Non sto parlando (solo) di Ranieri ma di quello che è successo a me per aver indicato Totti quale principale causa indiretta delle dimissioni dell'allenatore della Roma.
Sono stato bannato a vita da un popolare forum romanista ed invitato a portare il mio "odio" per Totti sulle community dei laziali dato che "parlo come voi".
Esiliato in terra straniera mi trovo forzatamente ad accettare ed eseguire tale invito: un po' come quelli che, criticando Mussolini, sono dovuti espatriare a Londra o a Parigi (scusate per il paragone ardito, visto che stiamo comunque parlando di calcio).

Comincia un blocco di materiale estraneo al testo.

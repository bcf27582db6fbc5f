use mcp_error_rs::{Error, Result};
use serde_json::Value;

use crate::protocol::{
    constants::{JSONRPC_EXPECTED_VERSION, JSONRPC_VERSION_FIELD},
    message::JsonRpcMessage,
};

/// Parses a JSON-RPC message from a string, validating structure and version.
pub fn parse_json_rpc_message(line: &str) -> Result<JsonRpcMessage> {
    let value: Value = serde_json::from_str(line)?;
    parse_json_rpc_value(value)
}

/// Same as [`parse_json_rpc_message`] for an already decoded value.
pub fn parse_json_rpc_value(value: Value) -> Result<JsonRpcMessage> {
    let Some(obj) = value.as_object() else {
        return Err(Error::InvalidMessage(
            "Message must be a JSON object".into(),
        ));
    };

    match obj.get(JSONRPC_VERSION_FIELD) {
        Some(Value::String(v)) if v == JSONRPC_EXPECTED_VERSION => {}
        _ => {
            return Err(Error::InvalidMessage(
                "Missing or invalid jsonrpc version".into(),
            ));
        }
    }

    let msg = serde_json::from_value(value)?;
    Ok(msg)
}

Curioso il fatto che, invece, il mio account qui, è perfettamente in vita nonostante vi avessi già comunicato la mia fede romanista in alcuni post, qualche mese fa. Per questo ringrazio i vss. Moderatori.
Il mio scopo non è quello di prendere la vs. solidarietà, né quello di farmi dare ragione da voi sull'argomento in questione che sicuramente condividete. Questo mio intervento è infatti per me una grande umiliazione visto che avrei preferito continuare a "lavare i panni sporchi in famiglia" e mai avrei voluto darvi questa soddisfazione. Piuttosto il mio deve essere considerato un "sacrificio" per dimostrare ai romanisti a quale paradosso siamo arrivati per poter discutere su Totti liberamente. Hanno dato del laziale a me che ai derby mi gioco sempre la vs. vittoria sperando di perdere la scommessa (pensate quanto sono scemo visto che a volte mi gioco centinaia di Euro, in base all'importanza del derby).
Ammetto di essere stato deliberatamente e ripetutamente provocatorio, ammetto di essere stato pesantemente sarcastico (il sarcasmo non è comunque irrisione) ma allo stesso tempo sono stati tollerati i peggiori insulti a me, a Ranieri, alla famiglia Sensi, agli altri calciatori della Roma, incitazioni a violente contestazioni, ecc. ecc.
Il mio non è tanto un risentimento verso il Totti calciatore, visto che è il recordman di presenze e di realizzazioni nella storia giallorossa, ma verso l'entità quasi soprannaturale che egli è diventato per molti romanisti. Forse una dimensione troppo grande per lui, visto che ogni suo gesto, pensiero, stato d'animo è causa di sollevamenti di massa in un verso o nell'altro.
L'adorazione per il Capitano ha cannibalizzato la Roma stessa. Da "Totti è la Roma" siamo passati a "la Roma è Totti". Da "la Roma si ama, non si discute" siamo passati al "Totti si ama, non si discute". Le "milizie tottiane" vigilano 24 ore su 24 su questo ormai unico e totalitario comandamento nel mondo giallorosso. Mettere in discussione Totti, infatti, non solo è vilipendio ma è diventato un sacrilegio. Ne sanno qualcosa anche i giornalisti "indipendenti" che parlando di Totti usano tutte le cautele possibili.
Ranieri è rimasto stritolato da tutto ciò. Mai, infatti, ho visto tanto odio e rancore per un allenatore della Roma.
Più volte all'indomani di importanti vittorie romaniste (Inter e Milan su tutte), l'ambiente si è trovato a fronteggiare la presunta "depressione" del Capitano per le panchine/sostituzioni. Polemiche mai sparigliate da Totti che, anzi, ha sublimemente alimentato verso Ranieri.
Il turn-over in attacco è stato un tentativo maldestro del tecnico per tirare a campare. Al primo rovescio, in uno spogliatoio ormai esplosivo e del quale ormai non aveva più il controllo, gli è scoppiata la bomba in mano.
A me, da romanista, questo è dispiaciuto ma molti altri sono comunque felici: "Totti c'è ed esiste".